Quant aux allégations purement hypothétiques sur le recel successoral et la donation indirecte, elles sont irrémédiablement inopérantes.
Par voie de conséquence, les demandes dirigées contre M. [K] [Y] seront rejetées et le jugement confirmé de ce chef.
Sur les dépens et l'article 700 du code de procédure civile
Le sens du présent arrêt conduit à confirmer le jugement en ses dispositions sur les dépens et l'article 700 du code de procédure civile.
Mme [J] [H], venant aux droits de [U] [Y], partie perdante, supportera les dépens d'appel qui pourront être recouvrés conformément aux dispositions de l'article 699 du code de procédure civile. Par voie de conséquence, ses demandes fondées sur les dispositions de l'article 700 du code de procédure civile seront rejetées.

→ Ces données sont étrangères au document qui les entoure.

//! Configuration types for the engine

use crate::project::ProjectError;
use glam::{Vec2, Vec3};
use serde::{Deserialize, Serialize};
use std::path::{Path, PathBuf};
use tracing::debug;

/// Scene file extension
pub const SCENE_EXTENSION: &str = "ixscene";

/// Project-relative layout of the asset directories
#[derive(Debug, Clone, Serialize, Deserialize, PartialEq)]
#[serde(default)]
pub struct ProjectConfig {
    /// Asset root, relative to the project file's directory
    pub asset_directory: PathBuf,
    /// Directory name for scenes (relative to the asset root)
    pub scenes_dir: String,
    /// Registry file name, stored inside the asset root
    pub registry_file: String,
}

impl ProjectConfig {
    /// Create a new ProjectConfig with custom paths
    pub fn new(asset_directory: PathBuf, scenes_dir: String, registry_file: String) -> Self {
        debug!(
            asset_directory = ?asset_directory,
            scenes_dir = scenes_dir,
            registry_file = registry_file,
            "Creating new ProjectConfig"
        );
        Self {
            asset_directory,
            scenes_dir,
            registry_file,
        }
    }

    /// Absolute asset root for a project living in `project_dir`
    pub fn asset_root(&self, project_dir: &Path) -> PathBuf {
        project_dir.join(&self.asset_directory)
    }

    /// Full path of the asset registry document
    pub fn registry_path(&self, project_dir: &Path) -> PathBuf {
        self.asset_root(project_dir).join(&self.registry_file)
    }

    /// Get the full path to a scene file
    pub fn scene_path(&self, project_dir: &Path, name: &str) -> Result<PathBuf, ProjectError> {
        validate_file_name(name)?;
        let path = self
            .asset_root(project_dir)
            .join(&self.scenes_dir)
            .join(format!("{name}.{SCENE_EXTENSION}"));
        debug!(name = name, path = ?path, "Generated scene path");
        Ok(path)
    }

    /// Check if the asset directories exist
    pub fn validate(&self, project_dir: &Path) -> Result<(), std::io::Error> {
        let asset_root = self.asset_root(project_dir);
        if !asset_root.exists() {
            return Err(std::io::Error::new(
                std::io::ErrorKind::NotFound,
                format!("Asset root directory not found: {asset_root:?}"),
            ));
        }

        let scenes_path = asset_root.join(&self.scenes_dir);
        if !scenes_path.exists() {
            return Err(std::io::Error::new(
                std::io::ErrorKind::NotFound,
                format!("Scenes directory not found: {scenes_path:?}"),
            ));
        }

        Ok(())
    }
}

impl Default for ProjectConfig {
    fn default() -> Self {
        Self {
            asset_directory: PathBuf::from("Assets"),
            scenes_dir: "Scenes".to_string(),
            registry_file: "AssetRegistry.ixreg".to_string(),
        }
    }
}

pub(crate) fn validate_file_name(name: &str) -> Result<(), ProjectError> {
    if name.is_empty() || name.contains("..") || name.contains('/') || name.contains('\\') {
        return Err(ProjectError::InvalidName(name.to_string()));
    }
    Ok(())
}

/// When box colliders re-derive their physics shape from the entity scale
#[derive(Debug, Clone, Copy, Default, PartialEq, Eq, Serialize, Deserialize)]
pub enum ColliderResizePolicy {
    /// Rebuild the shape on every step; follows animated scale
    #[default]
    EveryStep,
    /// Rebuild only when the scaled size differs from the current shape
    OnScaleChange,
}

/// Settings shared by the 2D and 3D physics bridges
#[derive(Debug, Clone, Copy, Serialize, Deserialize, PartialEq)]
#[serde(default)]
pub struct PhysicsConfig {
    pub gravity_2d: Vec2,
    pub gravity_3d: Vec3,
    /// Number of 2D world steps per simulated frame
    pub sub_steps_2d: u32,
    pub collider_resize: ColliderResizePolicy,
}

impl Default for PhysicsConfig {
    fn default() -> Self {
        Self {
            gravity_2d: Vec2::new(0.0, -9.8),
            gravity_3d: Vec3::new(0.0, -9.8, 0.0),
            sub_steps_2d: 4,
            collider_resize: ColliderResizePolicy::EveryStep,
        }
    }
}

Il apparaît équitable à hauteur d'appel de la condamner sur le fondement de l'article 700 du code de procédure civile à payer les sommes suivantes :
* à M. [V] [Y] et la société MMA Iard Assurances mutuelles la somme totale de 3 000 euros,
* M. [R] [D] la somme de 3 000 euros.
PAR CES MOTIFS
La Cour, statuant par arrêt rendu par défaut et mis à disposition,
CONFIRME le jugement ;
Y ajoutant,
CONDAMNE Mme [J] [H], venant aux droits de [U] [Y], aux dépens d'appel ;
DIT qu'ils seront recouvrés conformément à l'article 699 du code de procédure civile ;
CONDAMNE Mme [J] [H], venant aux droits de [U] [Y], sur le fondement de l'article 700 du code de procédure civile à payer les sommes suivantes :
* à M. [V] [Y] et la société MMA Iard Assurances mutuelles la somme totale de 3 000 euros,
* à M. [R] [D] la somme de 3 000 euros ;
REJETTE toutes autres demandes.
- prononcé par mise à disposition de l'arrêt au greffe de la cour, les parties en ayant été préalablement avisées dans les conditions prévues au deuxième alinéa de l'article 450 du code de procédure civile,
- signé par Madame Anna MANES, présidente, et par Madame Natacha BOURGUEIL, greffier, auquel la minute de la décision a été remise par le magistrat signataire.